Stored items
_ _ _ _ _ _ _

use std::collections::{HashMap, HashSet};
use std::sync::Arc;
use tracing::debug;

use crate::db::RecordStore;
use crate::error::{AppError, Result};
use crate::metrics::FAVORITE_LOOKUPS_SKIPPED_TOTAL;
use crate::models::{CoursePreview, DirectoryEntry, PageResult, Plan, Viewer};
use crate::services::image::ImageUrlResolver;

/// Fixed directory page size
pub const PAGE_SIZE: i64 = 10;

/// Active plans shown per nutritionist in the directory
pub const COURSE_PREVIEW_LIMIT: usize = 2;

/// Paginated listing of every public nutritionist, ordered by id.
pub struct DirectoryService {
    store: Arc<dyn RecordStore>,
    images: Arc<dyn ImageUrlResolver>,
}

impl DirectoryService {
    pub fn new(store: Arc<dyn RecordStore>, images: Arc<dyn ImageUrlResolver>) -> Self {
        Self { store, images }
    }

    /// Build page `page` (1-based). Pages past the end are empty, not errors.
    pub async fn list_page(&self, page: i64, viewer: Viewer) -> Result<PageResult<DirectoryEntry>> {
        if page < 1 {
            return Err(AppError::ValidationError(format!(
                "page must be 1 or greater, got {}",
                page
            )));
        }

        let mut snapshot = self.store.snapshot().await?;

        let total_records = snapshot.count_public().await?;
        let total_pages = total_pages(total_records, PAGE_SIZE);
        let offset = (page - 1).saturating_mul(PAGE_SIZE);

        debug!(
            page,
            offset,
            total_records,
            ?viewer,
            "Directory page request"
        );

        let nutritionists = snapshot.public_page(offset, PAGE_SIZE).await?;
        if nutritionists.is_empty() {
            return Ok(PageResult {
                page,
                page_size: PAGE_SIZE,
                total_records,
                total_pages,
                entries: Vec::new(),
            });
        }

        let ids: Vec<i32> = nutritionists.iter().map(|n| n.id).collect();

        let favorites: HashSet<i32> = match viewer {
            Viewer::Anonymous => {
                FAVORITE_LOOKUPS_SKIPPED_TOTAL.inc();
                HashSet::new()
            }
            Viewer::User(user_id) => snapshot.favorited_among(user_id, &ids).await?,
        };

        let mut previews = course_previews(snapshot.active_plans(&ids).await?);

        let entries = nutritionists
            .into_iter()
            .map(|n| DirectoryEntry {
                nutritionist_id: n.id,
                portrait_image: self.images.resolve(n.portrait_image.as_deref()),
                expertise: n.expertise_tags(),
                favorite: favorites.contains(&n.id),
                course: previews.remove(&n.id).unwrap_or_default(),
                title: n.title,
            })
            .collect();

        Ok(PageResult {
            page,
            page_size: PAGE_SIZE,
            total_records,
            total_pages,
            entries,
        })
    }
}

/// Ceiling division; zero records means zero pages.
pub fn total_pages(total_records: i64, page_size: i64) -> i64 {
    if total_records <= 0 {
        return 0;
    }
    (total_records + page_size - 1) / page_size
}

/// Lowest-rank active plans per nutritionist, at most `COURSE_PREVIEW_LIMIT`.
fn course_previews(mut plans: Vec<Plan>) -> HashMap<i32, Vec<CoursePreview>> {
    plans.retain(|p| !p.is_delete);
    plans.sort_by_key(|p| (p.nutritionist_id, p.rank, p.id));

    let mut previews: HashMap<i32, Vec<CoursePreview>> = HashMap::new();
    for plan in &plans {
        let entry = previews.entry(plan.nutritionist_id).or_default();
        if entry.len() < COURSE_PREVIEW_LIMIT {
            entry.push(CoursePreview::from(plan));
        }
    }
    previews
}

_ _ _ _ _ _ _

* **TASK**
Which lines above hold the string "snapshot"? Copy every one of them.

* **OUTPUT OF THE EXERCISE**
        let mut snapshot = self.store.snapshot().await?;
        let total_records = snapshot.count_public().await?;
        let nutritionists = snapshot.public_page(offset, PAGE_SIZE).await?;
            Viewer::User(user_id) => snapshot.favorited_among(user_id, &ids).await?,
        let mut previews = course_previews(snapshot.active_plans(&ids).await?);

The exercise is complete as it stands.